Every entry needs to be printed exactly, please.

## [TASK DATA]
Segment Open

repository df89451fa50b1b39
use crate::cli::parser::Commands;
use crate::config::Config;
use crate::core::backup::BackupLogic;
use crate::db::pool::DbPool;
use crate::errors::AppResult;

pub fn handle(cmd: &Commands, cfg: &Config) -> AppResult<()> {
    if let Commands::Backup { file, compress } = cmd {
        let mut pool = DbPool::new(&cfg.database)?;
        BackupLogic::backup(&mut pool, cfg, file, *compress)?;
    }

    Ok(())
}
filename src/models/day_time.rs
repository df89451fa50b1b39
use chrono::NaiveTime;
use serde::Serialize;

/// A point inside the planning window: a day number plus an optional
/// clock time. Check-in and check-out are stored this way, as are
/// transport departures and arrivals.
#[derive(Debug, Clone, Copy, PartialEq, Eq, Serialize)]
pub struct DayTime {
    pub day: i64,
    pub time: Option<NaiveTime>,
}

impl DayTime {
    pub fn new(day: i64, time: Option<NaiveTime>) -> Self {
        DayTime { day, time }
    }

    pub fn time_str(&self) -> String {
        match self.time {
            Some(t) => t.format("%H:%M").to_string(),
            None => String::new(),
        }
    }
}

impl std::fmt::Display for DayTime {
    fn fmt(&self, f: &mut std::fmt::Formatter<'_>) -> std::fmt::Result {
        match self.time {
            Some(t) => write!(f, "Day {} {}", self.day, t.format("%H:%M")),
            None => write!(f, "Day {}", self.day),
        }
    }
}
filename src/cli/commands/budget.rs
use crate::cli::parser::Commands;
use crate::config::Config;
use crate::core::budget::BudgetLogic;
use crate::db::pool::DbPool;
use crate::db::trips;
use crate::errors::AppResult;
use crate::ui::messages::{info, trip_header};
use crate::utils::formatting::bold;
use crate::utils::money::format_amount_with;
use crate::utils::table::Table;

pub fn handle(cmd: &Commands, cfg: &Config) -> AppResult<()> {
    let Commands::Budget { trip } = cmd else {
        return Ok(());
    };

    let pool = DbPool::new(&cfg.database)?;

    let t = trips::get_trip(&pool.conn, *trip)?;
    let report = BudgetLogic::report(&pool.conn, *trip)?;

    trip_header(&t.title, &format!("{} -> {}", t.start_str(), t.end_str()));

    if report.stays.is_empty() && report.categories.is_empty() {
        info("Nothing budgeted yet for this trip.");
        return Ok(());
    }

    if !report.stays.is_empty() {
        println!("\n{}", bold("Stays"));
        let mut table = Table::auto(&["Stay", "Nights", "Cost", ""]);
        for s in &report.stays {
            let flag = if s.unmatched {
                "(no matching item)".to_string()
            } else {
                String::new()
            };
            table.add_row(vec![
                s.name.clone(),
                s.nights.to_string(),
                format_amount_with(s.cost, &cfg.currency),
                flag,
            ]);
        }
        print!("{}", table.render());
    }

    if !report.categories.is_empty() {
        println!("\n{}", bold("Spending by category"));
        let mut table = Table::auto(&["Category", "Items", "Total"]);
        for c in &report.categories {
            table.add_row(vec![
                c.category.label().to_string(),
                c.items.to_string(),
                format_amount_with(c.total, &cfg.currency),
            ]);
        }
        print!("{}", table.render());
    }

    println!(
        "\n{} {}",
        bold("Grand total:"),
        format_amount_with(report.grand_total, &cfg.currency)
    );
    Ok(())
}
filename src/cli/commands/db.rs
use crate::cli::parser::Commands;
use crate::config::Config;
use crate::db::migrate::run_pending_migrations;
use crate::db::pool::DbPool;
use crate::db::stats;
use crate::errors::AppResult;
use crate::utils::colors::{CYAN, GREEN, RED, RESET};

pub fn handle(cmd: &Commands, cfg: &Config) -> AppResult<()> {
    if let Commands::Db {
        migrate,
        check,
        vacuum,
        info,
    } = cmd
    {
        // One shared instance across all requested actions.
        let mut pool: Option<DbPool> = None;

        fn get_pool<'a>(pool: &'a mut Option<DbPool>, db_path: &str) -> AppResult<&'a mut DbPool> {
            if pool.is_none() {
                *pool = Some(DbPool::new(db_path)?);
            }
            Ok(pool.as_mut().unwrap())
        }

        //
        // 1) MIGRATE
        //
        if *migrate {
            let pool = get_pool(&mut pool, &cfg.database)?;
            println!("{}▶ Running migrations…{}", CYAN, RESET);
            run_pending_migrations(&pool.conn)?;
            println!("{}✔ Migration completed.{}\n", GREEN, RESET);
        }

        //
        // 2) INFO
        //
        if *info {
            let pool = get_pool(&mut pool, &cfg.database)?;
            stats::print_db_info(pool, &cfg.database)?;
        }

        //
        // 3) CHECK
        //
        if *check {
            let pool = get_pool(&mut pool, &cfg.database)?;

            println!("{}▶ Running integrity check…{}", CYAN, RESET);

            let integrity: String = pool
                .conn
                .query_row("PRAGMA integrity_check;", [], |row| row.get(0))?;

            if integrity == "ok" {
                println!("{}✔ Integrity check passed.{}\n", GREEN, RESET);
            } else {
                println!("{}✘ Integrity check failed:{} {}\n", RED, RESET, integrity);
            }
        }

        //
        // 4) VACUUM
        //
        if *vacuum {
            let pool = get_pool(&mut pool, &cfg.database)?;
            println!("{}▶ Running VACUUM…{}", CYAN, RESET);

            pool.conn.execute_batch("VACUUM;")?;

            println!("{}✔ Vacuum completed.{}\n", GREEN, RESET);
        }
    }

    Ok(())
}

Segment Closed

## [RESPONSE]
repository df89451fa50b1b39
use crate::cli::parser::Commands;
use crate::config::Config;
use crate::core::backup::BackupLogic;
use crate::db::pool::DbPool;
use crate::errors::AppResult;

pub fn handle(cmd: &Commands, cfg: &Config) -> AppResult<()> {
    if let Commands::Backup { file, compress } = cmd {
        let mut pool = DbPool::new(&cfg.database)?;
        BackupLogic::backup(&mut pool, cfg, file, *compress)?;
    }

    Ok(())
}
filename src/models/day_time.rs
repository df89451fa50b1b39
use chrono::NaiveTime;
use serde::Serialize;

/// A point inside the planning window: a day number plus an optional
/// clock time. Check-in and check-out are stored this way, as are
/// transport departures and arrivals.
#[derive(Debug, Clone, Copy, PartialEq, Eq, Serialize)]
pub struct DayTime {
    pub day: i64,
    pub time: Option<NaiveTime>,
}

impl DayTime {
    pub fn new(day: i64, time: Option<NaiveTime>) -> Self {
        DayTime { day, time }
    }

    pub fn time_str(&self) -> String {
        match self.time {
            Some(t) => t.format("%H:%M").to_string(),
            None => String::new(),
        }
    }
}

impl std::fmt::Display for DayTime {
    fn fmt(&self, f: &mut std::fmt::Formatter<'_>) -> std::fmt::Result {
        match self.time {
            Some(t) => write!(f, "Day {} {}", self.day, t.format("%H:%M")),
            None => write!(f, "Day {}", self.day),
        }
    }
}
filename src/cli/commands/budget.rs
use crate::cli::parser::Commands;
use crate::config::Config;
use crate::core::budget::BudgetLogic;
use crate::db::pool::DbPool;
use crate::db::trips;
use crate::errors::AppResult;
use crate::ui::messages::{info, trip_header};
use crate::utils::formatting::bold;
use crate::utils::money::format_amount_with;
use crate::utils::table::Table;

pub fn handle(cmd: &Commands, cfg: &Config) -> AppResult<()> {
    let Commands::Budget { trip } = cmd else {
        return Ok(());
    };

    let pool = DbPool::new(&cfg.database)?;

    let t = trips::get_trip(&pool.conn, *trip)?;
    let report = BudgetLogic::report(&pool.conn, *trip)?;

    trip_header(&t.title, &format!("{} -> {}", t.start_str(), t.end_str()));

    if report.stays.is_empty() && report.categories.is_empty() {
        info("Nothing budgeted yet for this trip.");
        return Ok(());
    }

    if !report.stays.is_empty() {
        println!("\n{}", bold("Stays"));
        let mut table = Table::auto(&["Stay", "Nights", "Cost", ""]);
        for s in &report.stays {
            let flag = if s.unmatched {
                "(no matching item)".to_string()
            } else {
                String::new()
            };
            table.add_row(vec![
                s.name.clone(),
                s.nights.to_string(),
                format_amount_with(s.cost, &cfg.currency),
                flag,
            ]);
        }
        print!("{}", table.render());
    }

    if !report.categories.is_empty() {
        println!("\n{}", bold("Spending by category"));
        let mut table = Table::auto(&["Category", "Items", "Total"]);
        for c in &report.categories {
            table.add_row(vec![
                c.category.label().to_string(),
                c.items.to_string(),
                format_amount_with(c.total, &cfg.currency),
            ]);
        }
        print!("{}", table.render());
    }

    println!(
        "\n{} {}",
        bold("Grand total:"),
        format_amount_with(report.grand_total, &cfg.currency)
    );
    Ok(())
}
filename src/cli/commands/db.rs
use crate::cli::parser::Commands;
use crate::config::Config;
use crate::db::migrate::run_pending_migrations;
use crate::db::pool::DbPool;
use crate::db::stats;
use crate::errors::AppResult;
use crate::utils::colors::{CYAN, GREEN, RED, RESET};

pub fn handle(cmd: &Commands, cfg: &Config) -> AppResult<()> {
    if let Commands::Db {
        migrate,
        check,
        vacuum,
        info,
    } = cmd
    {
        // One shared instance across all requested actions.
        let mut pool: Option<DbPool> = None;

        fn get_pool<'a>(pool: &'a mut Option<DbPool>, db_path: &str) -> AppResult<&'a mut DbPool> {
            if pool.is_none() {
                *pool = Some(DbPool::new(db_path)?);
            }
            Ok(pool.as_mut().unwrap())
        }

        //
        // 1) MIGRATE
        //
        if *migrate {
            let pool = get_pool(&mut pool, &cfg.database)?;
            println!("{}▶ Running migrations…{}", CYAN, RESET);
            run_pending_migrations(&pool.conn)?;
            println!("{}✔ Migration completed.{}\n", GREEN, RESET);
        }

        //
        // 2) INFO
        //
        if *info {
            let pool = get_pool(&mut pool, &cfg.database)?;
            stats::print_db_info(pool, &cfg.database)?;
        }

        //
        // 3) CHECK
        //
        if *check {
            let pool = get_pool(&mut pool, &cfg.database)?;

            println!("{}▶ Running integrity check…{}", CYAN, RESET);

            let integrity: String = pool
                .conn
                .query_row("PRAGMA integrity_check;", [], |row| row.get(0))?;

            if integrity == "ok" {
                println!("{}✔ Integrity check passed.{}\n", GREEN, RESET);
            } else {
                println!("{}✘ Integrity check failed:{} {}\n", RED, RESET, integrity);
            }
        }

        //
        // 4) VACUUM
        //
        if *vacuum {
            let pool = get_pool(&mut pool, &cfg.database)?;
            println!("{}▶ Running VACUUM…{}", CYAN, RESET);

            pool.conn.execute_batch("VACUUM;")?;

            println!("{}✔ Vacuum completed.{}\n", GREEN, RESET);
        }
    }

    Ok(())
}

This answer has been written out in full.